Start of Block

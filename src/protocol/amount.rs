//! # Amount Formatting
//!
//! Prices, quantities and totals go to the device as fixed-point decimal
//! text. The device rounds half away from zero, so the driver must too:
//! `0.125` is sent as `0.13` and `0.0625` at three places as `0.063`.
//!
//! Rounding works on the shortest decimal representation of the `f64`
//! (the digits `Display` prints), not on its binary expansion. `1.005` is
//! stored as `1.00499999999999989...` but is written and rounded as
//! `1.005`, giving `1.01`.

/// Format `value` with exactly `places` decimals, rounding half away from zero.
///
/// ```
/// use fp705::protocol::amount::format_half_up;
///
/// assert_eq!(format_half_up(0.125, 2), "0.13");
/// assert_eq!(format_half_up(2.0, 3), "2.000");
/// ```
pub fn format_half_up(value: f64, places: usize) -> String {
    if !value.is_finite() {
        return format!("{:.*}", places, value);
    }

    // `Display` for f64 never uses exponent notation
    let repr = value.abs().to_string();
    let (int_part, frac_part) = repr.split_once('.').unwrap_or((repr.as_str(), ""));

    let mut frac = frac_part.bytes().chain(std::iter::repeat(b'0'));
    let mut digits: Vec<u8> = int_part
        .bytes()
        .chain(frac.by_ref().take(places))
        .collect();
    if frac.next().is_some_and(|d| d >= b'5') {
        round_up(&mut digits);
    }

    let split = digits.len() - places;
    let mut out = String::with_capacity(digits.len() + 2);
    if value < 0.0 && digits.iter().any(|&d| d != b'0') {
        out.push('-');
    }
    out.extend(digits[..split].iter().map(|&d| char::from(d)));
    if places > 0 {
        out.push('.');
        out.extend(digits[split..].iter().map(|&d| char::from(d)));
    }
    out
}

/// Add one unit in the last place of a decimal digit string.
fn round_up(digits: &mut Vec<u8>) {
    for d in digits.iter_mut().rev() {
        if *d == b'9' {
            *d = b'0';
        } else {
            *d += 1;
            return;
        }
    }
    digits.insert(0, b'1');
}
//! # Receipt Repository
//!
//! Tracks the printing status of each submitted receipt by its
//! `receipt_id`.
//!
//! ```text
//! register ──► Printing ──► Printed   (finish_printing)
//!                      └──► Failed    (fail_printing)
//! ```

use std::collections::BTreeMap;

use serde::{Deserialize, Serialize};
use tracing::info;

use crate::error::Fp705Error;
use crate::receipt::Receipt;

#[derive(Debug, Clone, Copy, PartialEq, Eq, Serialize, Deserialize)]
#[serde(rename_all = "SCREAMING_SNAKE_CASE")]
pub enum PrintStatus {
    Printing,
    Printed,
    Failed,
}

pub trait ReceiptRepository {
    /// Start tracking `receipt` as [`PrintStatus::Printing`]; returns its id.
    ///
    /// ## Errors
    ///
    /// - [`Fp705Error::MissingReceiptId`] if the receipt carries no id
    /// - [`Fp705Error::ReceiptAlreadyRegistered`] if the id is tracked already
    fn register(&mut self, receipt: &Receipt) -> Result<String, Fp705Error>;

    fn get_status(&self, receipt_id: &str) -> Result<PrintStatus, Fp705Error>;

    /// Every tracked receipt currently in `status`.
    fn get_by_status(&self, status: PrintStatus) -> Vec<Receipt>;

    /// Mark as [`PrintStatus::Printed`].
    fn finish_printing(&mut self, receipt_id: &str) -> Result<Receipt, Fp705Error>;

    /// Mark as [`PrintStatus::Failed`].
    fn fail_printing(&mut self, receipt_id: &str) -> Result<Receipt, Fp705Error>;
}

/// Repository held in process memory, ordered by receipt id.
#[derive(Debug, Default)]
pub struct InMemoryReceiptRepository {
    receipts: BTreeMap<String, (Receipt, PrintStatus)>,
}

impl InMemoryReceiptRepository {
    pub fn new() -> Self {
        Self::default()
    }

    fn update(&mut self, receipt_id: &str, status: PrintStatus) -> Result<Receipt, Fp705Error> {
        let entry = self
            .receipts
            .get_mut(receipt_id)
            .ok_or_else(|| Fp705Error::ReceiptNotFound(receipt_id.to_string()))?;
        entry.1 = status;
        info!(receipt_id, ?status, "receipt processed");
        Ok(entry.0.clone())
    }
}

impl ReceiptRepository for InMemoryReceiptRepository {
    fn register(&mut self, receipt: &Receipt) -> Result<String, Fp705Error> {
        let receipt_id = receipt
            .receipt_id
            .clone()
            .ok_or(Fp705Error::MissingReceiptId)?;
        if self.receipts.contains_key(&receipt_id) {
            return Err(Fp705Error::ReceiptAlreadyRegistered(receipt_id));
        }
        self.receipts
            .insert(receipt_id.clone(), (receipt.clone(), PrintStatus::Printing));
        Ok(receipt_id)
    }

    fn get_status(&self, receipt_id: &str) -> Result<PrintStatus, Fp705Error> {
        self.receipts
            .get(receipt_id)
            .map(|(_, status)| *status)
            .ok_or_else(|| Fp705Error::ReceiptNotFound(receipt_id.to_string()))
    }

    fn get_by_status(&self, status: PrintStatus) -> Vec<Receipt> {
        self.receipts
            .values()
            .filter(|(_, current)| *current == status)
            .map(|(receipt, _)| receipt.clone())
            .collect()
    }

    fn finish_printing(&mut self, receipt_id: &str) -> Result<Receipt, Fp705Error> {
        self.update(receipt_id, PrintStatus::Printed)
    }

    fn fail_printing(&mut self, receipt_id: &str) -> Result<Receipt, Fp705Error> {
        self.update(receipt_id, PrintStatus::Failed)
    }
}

End of Block

- [REQUIRED ACTION]
Please reproduce exactly the lines in the listing above from the one containing "pub fn format_half_up(value: f64, places: usize)" through the one containing "carries no id", both included, and nothing more.

- [YOUR SOLUTION]
pub fn format_half_up(value: f64, places: usize) -> String {
    if !value.is_finite() {
        return format!("{:.*}", places, value);
    }

    // `Display` for f64 never uses exponent notation
    let repr = value.abs().to_string();
    let (int_part, frac_part) = repr.split_once('.').unwrap_or((repr.as_str(), ""));

    let mut frac = frac_part.bytes().chain(std::iter::repeat(b'0'));
    let mut digits: Vec<u8> = int_part
        .bytes()
        .chain(frac.by_ref().take(places))
        .collect();
    if frac.next().is_some_and(|d| d >= b'5') {
        round_up(&mut digits);
    }

    let split = digits.len() - places;
    let mut out = String::with_capacity(digits.len() + 2);
    if value < 0.0 && digits.iter().any(|&d| d != b'0') {
        out.push('-');
    }
    out.extend(digits[..split].iter().map(|&d| char::from(d)));
    if places > 0 {
        out.push('.');
        out.extend(digits[split..].iter().map(|&d| char::from(d)));
    }
    out
}

/// Add one unit in the last place of a decimal digit string.
fn round_up(digits: &mut Vec<u8>) {
    for d in digits.iter_mut().rev() {
        if *d == b'9' {
            *d = b'0';
        } else {
            *d += 1;
            return;
        }
    }
    digits.insert(0, b'1');
}
//! # Receipt Repository
//!
//! Tracks the printing status of each submitted receipt by its
//! `receipt_id`.
//!
//! ```text
//! register ──► Printing ──► Printed   (finish_printing)
//!                      └──► Failed    (fail_printing)
//! ```

use std::collections::BTreeMap;

use serde::{Deserialize, Serialize};
use tracing::info;

use crate::error::Fp705Error;
use crate::receipt::Receipt;

#[derive(Debug, Clone, Copy, PartialEq, Eq, Serialize, Deserialize)]
#[serde(rename_all = "SCREAMING_SNAKE_CASE")]
pub enum PrintStatus {
    Printing,
    Printed,
    Failed,
}

pub trait ReceiptRepository {
    /// Start tracking `receipt` as [`PrintStatus::Printing`]; returns its id.
    ///
    /// ## Errors
    ///
    /// - [`Fp705Error::MissingReceiptId`] if the receipt carries no id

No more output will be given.